Até que, em julho de 2025, ele apareceu na tela do celular do meu marido: — “Olha esse cavalo, o que você acha?”
Eu, que nem sou tão fã de tordilhos, respondi com um despretensioso “pode ser”.
Quando chegamos para vê-lo, a recepção foi um caos: ele desceu do trailer empinando, arredio, transbordando uma braveza desesperada. Mas, por algum motivo, decidimos montar.
E aí, o choque.
Montado, o Nico era um sonho. Trote, galope, uma leveza inesperada. Era um cavalo macio, confortável, que parecia sussurrar: “eu só preciso de uma chance”.
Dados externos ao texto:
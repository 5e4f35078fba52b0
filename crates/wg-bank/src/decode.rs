//! 8-bit sample code expansion.
//!
//! Bank audio is stored as one byte per sample. Codes map through a fixed
//! 256-entry curve that looks like u-law with the lower half's sign flipped:
//! codes `0x00..=0x7F` climb from 0 to +32767, codes `0x80..=0xFF` climb from
//! -32768 back towards zero.

use crate::sample::SampleData;

/// Code to 16-bit PCM table. These are measured values; do not regenerate.
#[rustfmt::skip]
pub const PCM_TABLE: [i16; 256] = [
         0,     16,     32,     48,     64,     80,     96,    112,
       128,    144,    160,    176,    192,    208,    224,    240,
       256,    272,    288,    304,    320,    336,    352,    368,
       384,    400,    416,    432,    448,    464,    480,    496,
       512,    544,    576,    608,    640,    672,    704,    736,
       768,    800,    832,    864,    896,    928,    960,    992,
      1026,   1090,   1154,   1218,   1282,   1346,   1410,   1474,
      1539,   1603,   1667,   1731,   1795,   1859,   1923,   1987,
      2056,   2184,   2313,   2441,   2570,   2698,   2827,   2955,
      3084,   3212,   3341,   3469,   3598,   3726,   3855,   3983,
      4129,   4387,   4645,   4903,   5161,   5419,   5677,   5935,
      6193,   6451,   6709,   6967,   7225,   7483,   7741,   7999,
      8327,   8847,   9367,   9887,  10407,  10927,  11447,  11967,
     12487,  13007,  13527,  14047,  14567,  15087,  15607,  16127,
     16927,  17983,  19039,  20095,  21151,  22207,  23263,  24319,
     25375,  26431,  27487,  28543,  29599,  30655,  31711,  32767,
    -32768, -31744, -30720, -29696, -28672, -27648, -26624, -25600,
    -24576, -23552, -22528, -21504, -20480, -19456, -18432, -17408,
    -16384, -15872, -15360, -14848, -14336, -13824, -13312, -12800,
    -12288, -11776, -11264, -10752, -10240,  -9728,  -9216,  -8704,
     -8192,  -7936,  -7680,  -7424,  -7168,  -6912,  -6656,  -6400,
     -6144,  -5888,  -5632,  -5376,  -5120,  -4864,  -4608,  -4352,
     -4096,  -3968,  -3840,  -3712,  -3584,  -3456,  -3328,  -3200,
     -3072,  -2944,  -2816,  -2688,  -2560,  -2432,  -2304,  -2176,
     -2048,  -1984,  -1920,  -1856,  -1792,  -1728,  -1664,  -1600,
     -1536,  -1472,  -1408,  -1344,  -1280,  -1216,  -1152,  -1088,
     -1024,   -992,   -960,   -928,   -896,   -864,   -832,   -800,
      -768,   -736,   -704,   -672,   -640,   -608,   -576,   -544,
      -512,   -496,   -480,   -464,   -448,   -432,   -416,   -400,
      -384,   -368,   -352,   -336,   -320,   -304,   -288,   -272,
      -256,   -240,   -224,   -208,   -192,   -176,   -160,   -144,
      -128,   -112,    -96,    -80,    -64,    -48,    -32,    -16,
];

/// Expand one sample code.
#[inline]
pub fn decode(code: u8) -> i16 {
    PCM_TABLE[code as usize]
}

/// Expand a run of codes into channel-separated PCM.
///
/// Stereo codes alternate left/right. A trailing code that does not complete
/// a frame is dropped.
pub fn decode_block(codes: &[u8], stereo: bool) -> SampleData {
    if stereo {
        let frames = codes.len() / 2;
        let mut left = Vec::with_capacity(frames);
        let mut right = Vec::with_capacity(frames);
        for pair in codes.chunks_exact(2) {
            left.push(decode(pair[0]));
            right.push(decode(pair[1]));
        }
        SampleData::Stereo16(left, right)
    } else {
        SampleData::Mono16(codes.iter().map(|&c| decode(c)).collect())
    }
}

#[cfg(test)]
mod tests {
    use super::*;

    #[test]
    fn table_endpoints() {
        assert_eq!(decode(0x00), 0);
        assert_eq!(decode(0x7F), 32767);
        assert_eq!(decode(0x80), -32768);
        assert_eq!(decode(0xFF), -16);
    }

    #[test]
    fn table_spot_values() {
        assert_eq!(decode(0x30), 1026);
        assert_eq!(decode(0x38), 1539);
        assert_eq!(decode(0x40), 2056);
        assert_eq!(decode(0x50), 4129);
        assert_eq!(decode(0x60), 8327);
        assert_eq!(decode(0x70), 16927);
        assert_eq!(decode(0x90), -16384);
        assert_eq!(decode(0xC8), -1536);
        assert_eq!(decode(0xE0), -512);
    }

    #[test]
    fn upper_half_ascends_lower_half_ascends() {
        for code in 1..128usize {
            assert!(PCM_TABLE[code] > PCM_TABLE[code - 1], "code {code}");
        }
        for code in 129..256usize {
            assert!(PCM_TABLE[code] > PCM_TABLE[code - 1], "code {code}");
        }
    }

    #[test]
    fn decode_is_stable_across_calls() {
        for code in 0..=255u8 {
            assert_eq!(decode(code), decode(code));
            assert_eq!(decode(code), PCM_TABLE[code as usize]);
        }
    }

    #[test]
    fn mono_block_keeps_every_code() {
        let data = decode_block(&[0x00, 0x7F, 0x80], false);
        assert_eq!(data, SampleData::Mono16(vec![0, 32767, -32768]));
        assert_eq!(data.len(), 3);
    }

    #[test]
    fn stereo_block_splits_channels() {
        let data = decode_block(&[0x10, 0x90, 0x20, 0xA0], true);
        assert_eq!(
            data,
            SampleData::Stereo16(vec![256, 512], vec![-16384, -8192])
        );
        assert_eq!(data.len(), 2);
        assert_eq!(data.num_channels(), 2);
    }

    #[test]
    fn stereo_block_drops_partial_frame() {
        let data = decode_block(&[0x01, 0x02, 0x03], true);
        assert_eq!(data.len(), 1);
    }
}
E foi assim que ele veio para casa.
Mas não foi bem assim
No início, parecia que teríamos paz… mas a calmaria durou pouco. Logo, a verdadeira face do trauma começou a aparecer.
O Nico se transformou. O cavalo que era “um sonho” montado deu lugar a um animal extremamente reativo e perigoso. Ele não era apenas difícil, ele estava em guerra. Empinava contra os ferradores, tentava morder qualquer um que se aproximasse e entrava em pânico por nada, disparando sem rumo.
A confiança desapareceu. Trotar era um convite ao descontrole. Galopar? Um risco que não podíamos correr. Em dias de chuva, a energia dele se tornava um pesadelo incontrolável.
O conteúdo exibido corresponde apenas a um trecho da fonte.